=== Begin Enclosure ===

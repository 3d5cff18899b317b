//! Durable client-side storage and other local side effects.

use crate::error::Result;

/// Durable storage for the single session token.
///
/// Access is synchronous; the token is read once at startup and written on
/// login and logout only.
pub trait TokenStore: Send + Sync {
    /// Returns the raw stored value, if any. Sentinel interpretation is left
    /// to [`AccessToken::from_stored`](crate::session::AccessToken::from_stored).
    fn load(&self) -> Result<Option<String>>;

    fn save(&self, token: &str) -> Result<()>;

    /// Removes the stored token. Clearing an empty store is not an error.
    fn clear(&self) -> Result<()>;
}

/// System clipboard used by the webhook "copy" action.
pub trait Clipboard {
    fn set_text(&mut self, text: &str) -> Result<()>;
}
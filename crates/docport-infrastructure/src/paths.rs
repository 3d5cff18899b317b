//! Unified path management for docport files.
//!
//! # Directory Structure
//!
//! ```text
//! ~/.config/docport/           # Config directory
//! ├── config.toml              # Portal settings ([portal] table)
//! └── session.toml             # Stored access token (mode 600)
//!
//! ~/.local/share/docport/      # Data directory
//! └── logs/                    # Rolling log files
//!     └── docport.log.YYYY-MM-DD
//! ```

use std::path::PathBuf;

const APP_DIR: &str = "docport";

/// Errors that can occur during path resolution.
#[derive(Debug)]
pub enum PathError {
    /// Home directory could not be determined.
    HomeDirNotFound,
}

impl std::fmt::Display for PathError {
    fn fmt(&self, f: &mut std::fmt::Formatter<'_>) -> std::fmt::Result {
        match self {
            PathError::HomeDirNotFound => write!(f, "Cannot find home directory"),
        }
    }
}

impl std::error::Error for PathError {}

impl From<PathError> for docport_core::PortalError {
    fn from(err: PathError) -> Self {
        docport_core::PortalError::config(err.to_string())
    }
}

/// Resolves docport's file locations.
///
/// With a base directory override every path lives under that directory,
/// which keeps tests and portable installs out of the user's home.
#[derive(Debug, Clone, Default)]
pub struct DocportPaths {
    base_override: Option<PathBuf>,
}

impl DocportPaths {
    pub fn new(base_override: Option<PathBuf>) -> Self {
        Self { base_override }
    }

    /// Returns the docport configuration directory (e.g. `~/.config/docport/`).
    pub fn config_dir(&self) -> Result<PathBuf, PathError> {
        match &self.base_override {
            Some(base) => Ok(base.join("config")),
            None => dirs::config_dir()
                .map(|dir| dir.join(APP_DIR))
                .ok_or(PathError::HomeDirNotFound),
        }
    }

    /// Returns the docport data directory (e.g. `~/.local/share/docport/`).
    pub fn data_dir(&self) -> Result<PathBuf, PathError> {
        match &self.base_override {
            Some(base) => Ok(base.join("data")),
            None => dirs::data_dir()
                .map(|dir| dir.join(APP_DIR))
                .ok_or(PathError::HomeDirNotFound),
        }
    }

    /// Returns the path to `config.toml`.
    pub fn config_file(&self) -> Result<PathBuf, PathError> {
        Ok(self.config_dir()?.join("config.toml"))
    }

    /// Returns the path to the token file.
    ///
    /// # Security Note
    ///
    /// The file holds a bearer credential; it is written with mode 600 on Unix.
    pub fn token_file(&self) -> Result<PathBuf, PathError> {
        Ok(self.config_dir()?.join("session.toml"))
    }

    /// Returns the path to the logs directory.
    pub fn logs_dir(&self) -> Result<PathBuf, PathError> {
        Ok(self.data_dir()?.join("logs"))
    }
}
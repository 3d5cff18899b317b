//! Wire formats of the portal API.
//!
//! Only request/response envelopes live here; `Document` and `HistoryEntry`
//! deserialize straight into the domain types.

use serde::{Deserialize, Serialize};
use serde_json::Value;

/// Body of `/token` and `/register` responses.
#[derive(Debug, Deserialize)]
pub struct TokenResponse {
    pub access_token: String,
}

/// Body of `POST /chat`.
#[derive(Debug, Serialize)]
pub struct ChatRequest<'a> {
    pub question: &'a str,
    pub language: &'a str,
}

#[derive(Debug, Deserialize)]
pub struct ChatResponse {
    pub answer: String,
}

#[derive(Debug, Deserialize)]
pub struct WebhookResponse {
    pub webhook_url: String,
}

/// Error envelope: `{"detail": ...}`.
///
/// `detail` is usually a string but validation failures send a list of
/// objects, so it is kept as raw JSON.
#[derive(Debug, Default, Deserialize)]
pub struct ErrorBody {
    #[serde(default)]
    pub detail: Option<Value>,
}

impl ErrorBody {
    /// Parses an error body, tolerating anything that is not JSON.
    pub fn parse(body: &str) -> Self {
        serde_json::from_str(body).unwrap_or_default()
    }

    /// The detail as display text: strings verbatim, other JSON compacted.
    pub fn detail_text(&self) -> Option<String> {
        match &self.detail {
            None | Some(Value::Null) => None,
            Some(Value::String(s)) => Some(s.clone()),
            Some(other) => Some(other.to_string()),
        }
    }
}
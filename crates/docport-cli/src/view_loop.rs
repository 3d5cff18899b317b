//! The task that owns the portal.
//!
//! Everything that mutates view state happens here, one event at a time:
//! commands from the REPL thread and completions of spawned requests. The
//! network calls themselves run as separate tokio tasks.

use crate::commands::{Command, help_text};
use crate::render::{self, Renderer};
use docport_application::{
    ChatCompletion, ChatView, DeleteConfirmation, Portal, PortalCompletion, PortalUpdate, Reload,
    Request, SessionController,
};
use docport_core::api::PortalApi;
use docport_core::route::Language;
use docport_core::storage::TokenStore;
use docport_infrastructure::SystemClipboard;
use docport_infrastructure::local_files::read_upload_file;
use std::path::Path;
use std::sync::Arc;
use tokio::sync::{mpsc, oneshot};

/// What the REPL sends.
#[derive(Debug)]
pub enum UserInput {
    Command(Command),
    ConfirmDelete {
        confirmation: DeleteConfirmation,
        accepted: bool,
    },
}

/// Reply to a [`UserInput`], sent once its synchronous part is done.
#[derive(Debug)]
pub enum Ack {
    Done,
    /// The REPL must ask the user and answer with `UserInput::ConfirmDelete`.
    Confirm(DeleteConfirmation),
}

#[derive(Debug)]
pub struct Envelope {
    pub input: UserInput,
    pub reply: oneshot::Sender<Ack>,
}

pub struct ViewLoop {
    api: Arc<dyn PortalApi>,
    store: Arc<dyn TokenStore>,
    default_language: Language,
    portal: Portal,
    renderer: Renderer,
    clipboard: Option<SystemClipboard>,
    completions_tx: mpsc::UnboundedSender<PortalCompletion>,
    completions_rx: mpsc::UnboundedReceiver<PortalCompletion>,
}

impl ViewLoop {
    pub fn new(
        api: Arc<dyn PortalApi>,
        store: Arc<dyn TokenStore>,
        default_language: Language,
    ) -> Self {
        let portal = Self::build_portal(&api, &store, &default_language);
        let (completions_tx, completions_rx) = mpsc::unbounded_channel();
        Self {
            api,
            store,
            default_language,
            portal,
            renderer: Renderer::new(),
            clipboard: None,
            completions_tx,
            completions_rx,
        }
    }

    fn build_portal(
        api: &Arc<dyn PortalApi>,
        store: &Arc<dyn TokenStore>,
        default_language: &Language,
    ) -> Portal {
        let session = SessionController::restore(Arc::clone(store), default_language.clone());
        Portal::new(Arc::clone(api), session)
    }

    /// Processes events until the REPL hangs up.
    pub async fn run(mut self, initial_route: &str, mut inputs: mpsc::Receiver<Envelope>) {
        let update = self.portal.start();
        self.dispatch(update);
        let update = self.portal.navigate(initial_route);
        self.dispatch(update);
        self.renderer.render(&self.portal);

        loop {
            tokio::select! {
                envelope = inputs.recv() => {
                    let Some(Envelope { input, reply }) = envelope else {
                        break;
                    };
                    let ack = self.handle(input).await;
                    self.renderer.render(&self.portal);
                    let _ = reply.send(ack);
                }
                Some(completion) = self.completions_rx.recv() => {
                    let update = self.portal.apply(completion);
                    self.dispatch(update);
                    self.renderer.render(&self.portal);
                }
            }
        }
        tracing::debug!("View loop stopped");
    }

    /// Prints alerts and spawns requests; completions come back through
    /// `completions_rx`.
    fn dispatch(&self, update: PortalUpdate) {
        for alert in &update.alerts {
            render::print_alert(alert);
        }
        for request in update.requests {
            let tx = self.completions_tx.clone();
            tokio::spawn(async move {
                // receiver is gone after a reload
                let _ = tx.send(request.await);
            });
        }
    }

    fn spawn_chat(&self, request: Request<ChatCompletion>) {
        let request = self.portal.lift_request(request);
        self.dispatch(PortalUpdate {
            alerts: Vec::new(),
            requests: vec![request],
        });
    }

    /// The chat view, or a hint when the user is not signed in.
    fn chat(&mut self) -> Option<&mut ChatView> {
        let chat = self.portal.chat_view();
        if chat.is_none() {
            render::print_info("Sign in first: /login <username> <password>");
        }
        chat
    }

    /// Drops the portal and everything in flight and starts over.
    fn reload(&mut self, _: Reload) {
        let (tx, rx) = mpsc::unbounded_channel();
        self.completions_tx = tx;
        self.completions_rx = rx;
        self.portal = Self::build_portal(&self.api, &self.store, &self.default_language);
        self.renderer = Renderer::new();
        let update = self.portal.start();
        self.dispatch(update);
    }

    async fn handle(&mut self, input: UserInput) -> Ack {
        match input {
            UserInput::Command(command) => self.handle_command(command).await,
            UserInput::ConfirmDelete {
                confirmation,
                accepted,
            } => {
                if !accepted {
                    render::print_info("Nothing was deleted.");
                    return Ack::Done;
                }
                if let Some(chat) = self.chat() {
                    let request = chat.confirm_delete(confirmation);
                    self.spawn_chat(request);
                }
                Ack::Done
            }
        }
    }

    async fn handle_command(&mut self, command: Command) -> Ack {
        match command {
            Command::Help => println!("{}", help_text()),
            Command::Quit => {}

            Command::Login { username, password } => {
                let Some(login) = self.portal.login_view() else {
                    render::print_info("Already signed in. Use /logout first.");
                    return Ack::Done;
                };
                login.set_username(username);
                login.set_password(password);
                match self.portal.submit_login() {
                    Ok(request) => {
                        render::print_info("Signing in...");
                        self.dispatch(PortalUpdate {
                            alerts: Vec::new(),
                            requests: vec![request],
                        });
                    }
                    Err(e) => render::print_error(&e.to_string()),
                }
            }

            Command::ToggleRegister => match self.portal.login_view() {
                Some(login) => {
                    login.toggle_mode();
                    render::print_login_form(login);
                }
                None => render::print_info("Already signed in."),
            },

            Command::Files => {
                if let Some(chat) = self.chat() {
                    render::print_files(chat);
                }
            }

            Command::Select(path) => {
                self.select(&path).await;
            }

            Command::Upload(path) => {
                if let Some(path) = path {
                    if !self.select(&path).await {
                        return Ack::Done;
                    }
                }
                let result = match self.chat() {
                    Some(chat) => chat.begin_upload(),
                    None => return Ack::Done,
                };
                match result {
                    Ok(Some(request)) => self.spawn_chat(request),
                    // the status line tells the user to select a file
                    Ok(None) => {}
                    Err(e) => render::print_error(&e.to_string()),
                }
            }

            Command::Delete(id) => {
                if let Some(chat) = self.chat() {
                    match chat.request_delete(&id) {
                        Ok(confirmation) => return Ack::Confirm(confirmation),
                        Err(e) => render::print_error(&e.to_string()),
                    }
                }
            }

            Command::Webhook => {
                let result = match self.chat() {
                    Some(chat) => chat.begin_fetch_webhook(),
                    None => return Ack::Done,
                };
                match result {
                    Ok(request) => self.spawn_chat(request),
                    Err(e) => render::print_error(&e.to_string()),
                }
            }

            Command::Copy => self.copy_webhook(),

            Command::History => {
                if let Some(chat) = self.portal.chat_view() {
                    self.renderer.replay(chat);
                } else {
                    render::print_info("Sign in first: /login <username> <password>");
                }
            }

            Command::Navigate(path) => {
                let update = self.portal.navigate(&path);
                self.dispatch(update);
            }

            Command::Logout => {
                if self.portal.session().is_authenticated() {
                    let reload = self.portal.logout();
                    self.reload(reload);
                    render::print_info("Signed out.");
                } else {
                    render::print_info("Not signed in.");
                }
            }

            Command::Ask(question) => {
                let request = match self.chat() {
                    Some(chat) => {
                        chat.set_draft(question);
                        let request = chat.press_enter();
                        if request.is_none() {
                            if chat.is_asking() {
                                render::print_info("Still waiting for the previous answer.");
                            } else if chat.is_history_loading() {
                                render::print_info(
                                    "Chat history is still loading, ask again in a moment.",
                                );
                            }
                        }
                        request
                    }
                    None => None,
                };
                if let Some(request) = request {
                    self.spawn_chat(request);
                }
            }
        }
        Ack::Done
    }

    /// Reads `path` and makes it the upload selection.
    async fn select(&mut self, path: &Path) -> bool {
        if self.chat().is_none() {
            return false;
        }
        match read_upload_file(path).await {
            Ok(file) => {
                render::print_info(&format!(
                    "Selected '{}' ({} bytes, {})",
                    file.filename,
                    file.bytes.len(),
                    file.mime
                ));
                if let Some(chat) = self.portal.chat_view() {
                    chat.select_file(file);
                }
                true
            }
            Err(e) => {
                render::print_error(&e.to_string());
                false
            }
        }
    }

    fn copy_webhook(&mut self) {
        if self.clipboard.is_none() {
            match SystemClipboard::new() {
                Ok(clipboard) => self.clipboard = Some(clipboard),
                Err(e) => {
                    render::print_error(&e.to_string());
                    return;
                }
            }
        }
        let (Some(chat), Some(clipboard)) = (self.portal.chat_view(), self.clipboard.as_mut())
        else {
            render::print_info("Sign in first: /login <username> <password>");
            return;
        };
        match chat.copy_webhook(clipboard) {
            Ok(alert) => render::print_alert(&alert),
            Err(e) => render::print_error(&e.to_string()),
        }
    }
}
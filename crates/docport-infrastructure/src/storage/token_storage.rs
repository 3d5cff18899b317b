//! Token file storage.
//!
//! Persists the session token to `~/.config/docport/session.toml` under the
//! fixed key `token`.

use super::atomic_toml::AtomicTomlFile;
use crate::paths::DocportPaths;
use docport_core::Result;
use docport_core::storage::TokenStore;
use serde::{Deserialize, Serialize};
use std::path::PathBuf;

#[derive(Debug, Default, Serialize, Deserialize)]
struct StoredSession {
    #[serde(default, skip_serializing_if = "Option::is_none")]
    token: Option<String>,
}

/// [`TokenStore`] backed by a private TOML file.
///
/// Responsibilities:
/// - Read the raw stored token (sentinel handling is up to the caller)
/// - Write the token atomically with owner-only permissions
/// - Delete the file on logout
pub struct FileTokenStore {
    file: AtomicTomlFile<StoredSession>,
}

impl FileTokenStore {
    /// Creates a store at the default location.
    pub fn new(paths: &DocportPaths) -> Result<Self> {
        Ok(Self::with_path(paths.token_file()?))
    }

    /// Creates a store at a custom path (for testing).
    pub fn with_path(path: PathBuf) -> Self {
        Self {
            file: AtomicTomlFile::new(path).private(),
        }
    }

    pub fn path(&self) -> &std::path::Path {
        self.file.path()
    }
}

impl TokenStore for FileTokenStore {
    fn load(&self) -> Result<Option<String>> {
        Ok(self.file.load()?.and_then(|stored| stored.token))
    }

    fn save(&self, token: &str) -> Result<()> {
        self.file.save(&StoredSession {
            token: Some(token.to_string()),
        })?;
        tracing::debug!("Stored session token at {}", self.file.path().display());
        Ok(())
    }

    fn clear(&self) -> Result<()> {
        self.file.remove()?;
        tracing::debug!("Removed session token at {}", self.file.path().display());
        Ok(())
    }
}
//! Portal: the session controller plus whichever view the route mounts.

use crate::Request;
use crate::chat::{ChatCompletion, ChatUpdate, ChatView};
use crate::events::{Alert, Reload};
use crate::login::LoginView;
use crate::session::SessionController;
use docport_core::api::PortalApi;
use docport_core::route::Route;
use docport_core::session::AccessToken;
use docport_core::{PortalError, Result};
use futures::FutureExt;
use std::collections::VecDeque;
use std::sync::Arc;

/// The mounted top-level view.
pub enum ActiveView {
    Login(LoginView),
    Chat(Box<ChatView>),
}

/// A completion tagged with the mount it was issued under.
#[derive(Debug)]
pub struct PortalCompletion {
    mount: u64,
    event: ViewCompletion,
}

#[derive(Debug)]
enum ViewCompletion {
    Login(Result<AccessToken>),
    Chat(ChatCompletion),
}

/// Side effects of a portal action.
#[derive(Default)]
pub struct PortalUpdate {
    pub alerts: Vec<Alert>,
    pub requests: Vec<Request<PortalCompletion>>,
}

pub struct Portal {
    api: Arc<dyn PortalApi>,
    session: SessionController,
    view: ActiveView,
    mount: u64,
}

impl Portal {
    /// Mounts the view for the session's current route. Call
    /// [`start`](Self::start) to issue the mount requests.
    pub fn new(api: Arc<dyn PortalApi>, session: SessionController) -> Self {
        let view = Self::view_for(&api, &session);
        Self {
            api,
            session,
            view,
            mount: 0,
        }
    }

    fn view_for(api: &Arc<dyn PortalApi>, session: &SessionController) -> ActiveView {
        match (session.current_route(), session.token()) {
            (Route::Chat(language), Some(token)) => ActiveView::Chat(Box::new(ChatView::new(
                Arc::clone(api),
                token.clone(),
                language.clone(),
            ))),
            _ => ActiveView::Login(LoginView::new(Arc::clone(api))),
        }
    }

    pub fn start(&mut self) -> PortalUpdate {
        match &mut self.view {
            ActiveView::Chat(chat) => {
                let requests = chat.begin_mount();
                self.lift(ChatUpdate {
                    alerts: Vec::new(),
                    requests,
                })
            }
            ActiveView::Login(_) => PortalUpdate::default(),
        }
    }

    pub fn session(&self) -> &SessionController {
        &self.session
    }

    pub fn route(&self) -> &Route {
        self.session.current_route()
    }

    pub fn view(&self) -> &ActiveView {
        &self.view
    }

    pub fn login_view(&mut self) -> Option<&mut LoginView> {
        match &mut self.view {
            ActiveView::Login(login) => Some(login),
            ActiveView::Chat(_) => None,
        }
    }

    pub fn chat_view(&mut self) -> Option<&mut ChatView> {
        match &mut self.view {
            ActiveView::Chat(chat) => Some(chat.as_mut()),
            ActiveView::Login(_) => None,
        }
    }

    /// Tags a chat request with the current mount.
    pub fn lift_request(&self, request: Request<ChatCompletion>) -> Request<PortalCompletion> {
        let mount = self.mount;
        request
            .map(move |completion| PortalCompletion {
                mount,
                event: ViewCompletion::Chat(completion),
            })
            .boxed()
    }

    pub fn lift(&self, update: ChatUpdate) -> PortalUpdate {
        PortalUpdate {
            alerts: update.alerts,
            requests: update
                .requests
                .into_iter()
                .map(|request| self.lift_request(request))
                .collect(),
        }
    }

    /// Submits the login form.
    ///
    /// # Errors
    ///
    /// `PortalError::Precondition` when the login view is not mounted or
    /// rejects the submission.
    pub fn submit_login(&mut self) -> Result<Request<PortalCompletion>> {
        let mount = self.mount;
        let login = self
            .login_view()
            .ok_or_else(|| PortalError::precondition("Already signed in"))?;
        let request = login.begin_submit()?;
        Ok(request
            .map(move |result| PortalCompletion {
                mount,
                event: ViewCompletion::Login(result),
            })
            .boxed())
    }

    pub fn apply(&mut self, completion: PortalCompletion) -> PortalUpdate {
        if completion.mount != self.mount {
            tracing::debug!(
                "Dropping completion for mount {} (current {})",
                completion.mount,
                self.mount
            );
            return PortalUpdate::default();
        }

        match (completion.event, &mut self.view) {
            (ViewCompletion::Login(result), ActiveView::Login(login)) => {
                match login.apply(result) {
                    Some(token) => {
                        self.session.set_token(token);
                        self.remount()
                    }
                    None => PortalUpdate::default(),
                }
            }
            (ViewCompletion::Chat(completion), ActiveView::Chat(chat)) => {
                let update = chat.apply(completion);
                self.lift(update)
            }
            _ => PortalUpdate::default(),
        }
    }

    /// Navigates to `path`, remounting when the surface changes.
    pub fn navigate(&mut self, path: &str) -> PortalUpdate {
        let route = self.session.navigate(path).clone();
        match (&route, &mut self.view) {
            (Route::Chat(language), ActiveView::Chat(chat)) => {
                chat.set_language(language.clone());
                PortalUpdate::default()
            }
            (Route::Login, ActiveView::Login(_)) => PortalUpdate::default(),
            _ => self.remount(),
        }
    }

    fn remount(&mut self) -> PortalUpdate {
        self.mount += 1;
        self.view = Self::view_for(&self.api, &self.session);
        tracing::debug!("Mounted {} (mount {})", self.route(), self.mount);
        self.start()
    }

    /// Signs out. The shell must drop this portal and build a new one.
    pub fn logout(&mut self) -> Reload {
        self.session.logout()
    }

    /// Awaits `update.requests` in order, applying each completion and its
    /// follow-ups. Returns every alert raised.
    pub async fn drive(&mut self, update: PortalUpdate) -> Vec<Alert> {
        let mut alerts = update.alerts;
        let mut queue: VecDeque<_> = update.requests.into();
        while let Some(request) = queue.pop_front() {
            let completion = request.await;
            let next = self.apply(completion);
            alerts.extend(next.alerts);
            queue.extend(next.requests);
        }
        alerts
    }
}
//! Authentication session domain model.
//!
//! The session is nothing more than an optional bearer token. It is created
//! when login or registration succeeds, persisted across restarts through a
//! [`TokenStore`](crate::storage::TokenStore), and destroyed on logout.

use serde::{Deserialize, Serialize};
use std::fmt;

/// Stored values that mean "no token" rather than a real credential.
const SENTINEL_VALUES: [&str; 3] = ["", "null", "undefined"];

/// Opaque bearer credential issued by the portal.
#[derive(Clone, PartialEq, Eq, Serialize, Deserialize)]
#[serde(transparent)]
pub struct AccessToken(String);

impl AccessToken {
    pub fn new(raw: impl Into<String>) -> Self {
        Self(raw.into())
    }

    /// Interprets a value read back from durable storage.
    ///
    /// Returns `None` for sentinel values such as `"null"` that older clients
    /// wrote instead of removing the key.
    pub fn from_stored(raw: &str) -> Option<Self> {
        let trimmed = raw.trim();
        if SENTINEL_VALUES.contains(&trimmed) {
            None
        } else {
            Some(Self(trimmed.to_string()))
        }
    }

    pub fn as_str(&self) -> &str {
        &self.0
    }

    /// Value for the `Authorization` header.
    pub fn bearer(&self) -> String {
        format!("Bearer {}", self.0)
    }
}

// Tokens never end up in logs.
impl fmt::Debug for AccessToken {
    fn fmt(&self, f: &mut fmt::Formatter<'_>) -> fmt::Result {
        f.write_str("AccessToken(***)")
    }
}

/// The authentication state of the client.
#[derive(Debug, Clone, Default, PartialEq, Eq)]
pub struct Session {
    pub token: Option<AccessToken>,
}

impl Session {
    pub fn authenticated(token: AccessToken) -> Self {
        Self { token: Some(token) }
    }

    pub fn is_authenticated(&self) -> bool {
        self.token.is_some()
    }
}

/// Username/password pair submitted to `/token` or `/register`.
#[derive(Clone, PartialEq, Eq, Serialize)]
pub struct Credentials {
    pub username: String,
    pub password: String,
}

impl Credentials {
    pub fn new(username: impl Into<String>, password: impl Into<String>) -> Self {
        Self {
            username: username.into(),
            password: password.into(),
        }
    }
}

impl fmt::Debug for Credentials {
    fn fmt(&self, f: &mut fmt::Formatter<'_>) -> fmt::Result {
        f.debug_struct("Credentials")
            .field("username", &self.username)
            .field("password", &"***")
            .finish()
    }
}

/// Which endpoint the login form submits to.
#[derive(Debug, Clone, Copy, Default, PartialEq, Eq)]
pub enum AuthMode {
    #[default]
    Login,
    Register,
}

impl AuthMode {
    pub fn toggled(self) -> Self {
        match self {
            AuthMode::Login => AuthMode::Register,
            AuthMode::Register => AuthMode::Login,
        }
    }
}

=== End Enclosure ===

## WORK REQUEST
Copy out, from the data above, each line where the string "Returns" is present.

## SOLUTION FOR THIS PROBLEM
    /// Returns the raw stored value, if any. Sentinel interpretation is left
    /// Returns the docport configuration directory (e.g. `~/.config/docport/`).
    /// Returns the docport data directory (e.g. `~/.local/share/docport/`).
    /// Returns the path to `config.toml`.
    /// Returns the path to the token file.
    /// Returns the path to the logs directory.
    /// follow-ups. Returns every alert raised.
    /// Returns `None` for sentinel values such as `"null"` that older clients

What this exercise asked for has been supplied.